L’apparente scarso approfondimento di Cassie è un sintomo del suo procedere sulla superficie della vita, impossibilitata ad affondare nella profondità di legami interpersonali, chiusa in una gabbia di dolore e placida rabbia ormai da troppo tempo. Le scelte di fotografia, illuminazione e colori danno la misura del dramma che cova in lei (penso alla scena buia in cui sul letto muove i primi passi della sua vendetta). E a mio parere la gamma cromatica accesissima e pastello, e lo stesso smalto arcobaleno di lei, così come rendono il film pop, un’apparente romance di altri tempi, allo stesso modo relegano Cassie nella sfera dell’infantile.
I colori diventano una sorta di travestimento, sia del film che di Cassie, che ci sembra nascondersi dietro una corazza tanto nel verde acqua e nell’arcobaleno, quanto nei bianchi e neri neutri. Il travestimento definitivo sarà quello da infermiera sexy con parrucca multicolore: una violazione caricaturale della sua ambizione professionale, una distorsione sessuale del sogno di diventare medico. La sequenza di Cassie che si avvicina alla casa – e alla resa dei conti – con un arrangiamento al violino di Toxic di Britney Spears è già impressa nell’immaginario.
Ho apprezzato infinitamente i riferimenti a un film che amo molto, La morte corre sul fiume (The Night of the Hunter, 1955) di Charles Laughton. Ma Cassie chi è? Il rovesciamento del delirio misogino di Robert Mitchum? O il riflesso disorientato di una bimba braccata che si canta una ninnananna, come la Lullaby di Pearl, che qui risuona nel momento di totale perdita di riferimenti, ci suggerisce?
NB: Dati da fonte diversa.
//! C2: per-chain metadata — id, confirmations, batch size, vault/OFT
//! addresses, deployment blocks, oracle feeds.

use droplets_common::{is_statically_excluded, AssetConfig, AssetSymbol, Chain, ChainId};
use ethers::types::Address;
use std::collections::{HashMap, HashSet};

pub struct ChainRegistry {
    chains: HashMap<ChainId, Chain>,
    canonical: ChainId,
    assets: Vec<AssetConfig>,
    excluded: HashSet<Address>,
}

impl ChainRegistry {
    pub fn new(chains: Vec<Chain>, assets: Vec<AssetConfig>) -> Self {
        let canonical = chains
            .iter()
            .find(|c| c.is_canonical)
            .map(|c| c.chain_id)
            .expect("chain registry must designate exactly one canonical chain");

        let mut excluded: HashSet<Address> = assets.iter().map(|a| a.contract_address).collect();
        // Vault contracts and OFT contracts never earn droplets themselves.
        excluded.insert(Address::zero());

        ChainRegistry {
            chains: chains.into_iter().map(|c| (c.chain_id, c)).collect(),
            canonical,
            assets,
            excluded,
        }
    }

    pub fn canonical_chain_id(&self) -> ChainId {
        self.canonical
    }

    pub fn is_canonical(&self, chain_id: ChainId) -> bool {
        chain_id == self.canonical
    }

    pub fn chain(&self, chain_id: ChainId) -> Option<&Chain> {
        self.chains.get(&chain_id)
    }

    pub fn chains(&self) -> impl Iterator<Item = &Chain> {
        self.chains.values()
    }

    pub fn asset_config(&self, asset: AssetSymbol, chain_id: ChainId) -> Option<&AssetConfig> {
        self.assets.iter().find(|a| a.asset == asset && a.chain_id == chain_id)
    }

    pub fn assets_for_chain(&self, chain_id: ChainId) -> impl Iterator<Item = &AssetConfig> {
        self.assets.iter().filter(move |a| a.chain_id == chain_id)
    }

    pub fn contracts_to_track(&self) -> impl Iterator<Item = &AssetConfig> {
        self.assets.iter()
    }

    /// §3 `ExcludedAddress`: vault/OFT contracts, zero address, and (once
    /// integration adapters register themselves) integration contracts.
    pub fn is_excluded(&self, address: Address) -> bool {
        is_statically_excluded(address) || self.excluded.contains(&address)
    }

    pub fn register_excluded(&mut self, address: Address) {
        self.excluded.insert(address);
    }
}

#[cfg(test)]
mod tests {
    use super::*;

    fn chain(id: u64, canonical: bool) -> Chain {
        Chain {
            chain_id: ChainId(id),
            name: format!("chain-{id}"),
            is_canonical: canonical,
            confirmations: 12,
            batch_size: 500,
            poll_interval_secs: 10,
        }
    }

    fn asset(chain_id: u64, addr: u64) -> AssetConfig {
        AssetConfig {
            asset: AssetSymbol::AEth,
            chain_id: ChainId(chain_id),
            decimals: 18,
            oracle_feed: Address::zero(),
            contract_address: Address::from_low_u64_be(addr),
            deploy_block: 0,
            is_oft: chain_id != 1,
        }
    }

    #[test]
    fn vault_and_oft_contracts_are_excluded() {
        let registry = ChainRegistry::new(
            vec![chain(1, true), chain(2, false)],
            vec![asset(1, 100), asset(2, 200)],
        );
        assert!(registry.is_excluded(Address::from_low_u64_be(100)));
        assert!(registry.is_excluded(Address::from_low_u64_be(200)));
        assert!(!registry.is_excluded(Address::from_low_u64_be(999)));
    }

    #[test]
    fn canonical_chain_is_discoverable() {
        let registry = ChainRegistry::new(vec![chain(1, true), chain(2, false)], vec![]);
        assert_eq!(registry.canonical_chain_id(), ChainId(1));
        assert!(registry.is_canonical(ChainId(1)));
        assert!(!registry.is_canonical(ChainId(2)));
    }

    #[test]
    #[should_panic(expected = "canonical")]
    fn requires_exactly_one_canonical_chain() {
        ChainRegistry::new(vec![chain(1, false), chain(2, false)], vec![]);
    }
}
Le immagini che Fennell ha saputo creare con questo film difficilmente svaniranno. Su tutte, Cassie che distribuisce l’alcol ai membri dell’addio al celibato di Al, in una rappresentazione che ricalca l’iconografia di una violenza orale. E a proposito di oralità, Fennell fa una comparsata stile hitchcockiano nel film: è lei la dispensatrice di consigli sulle labbra da perfect blowjob che Cassie guarda mentre si prepara per l’ennesima nottata di caccia.
Guardatelo, capitelo e riconoscetene l’importanza. Ciò che mi auguro non è che lo amino tutti, ma che tutti, in diversa misura, ne vengano sballottati. Spero che a chiunque, sottopelle, rimanga un frammento di Una donna promettente, a monito, a disturbare, ad agire come parossismo di una realtà che è quotidiana, come allarme per la propria coscienza.
Dopo un simile esordio alla regia, inutile dire che fremo impaziente per la prossima opera di Emerald Fennell.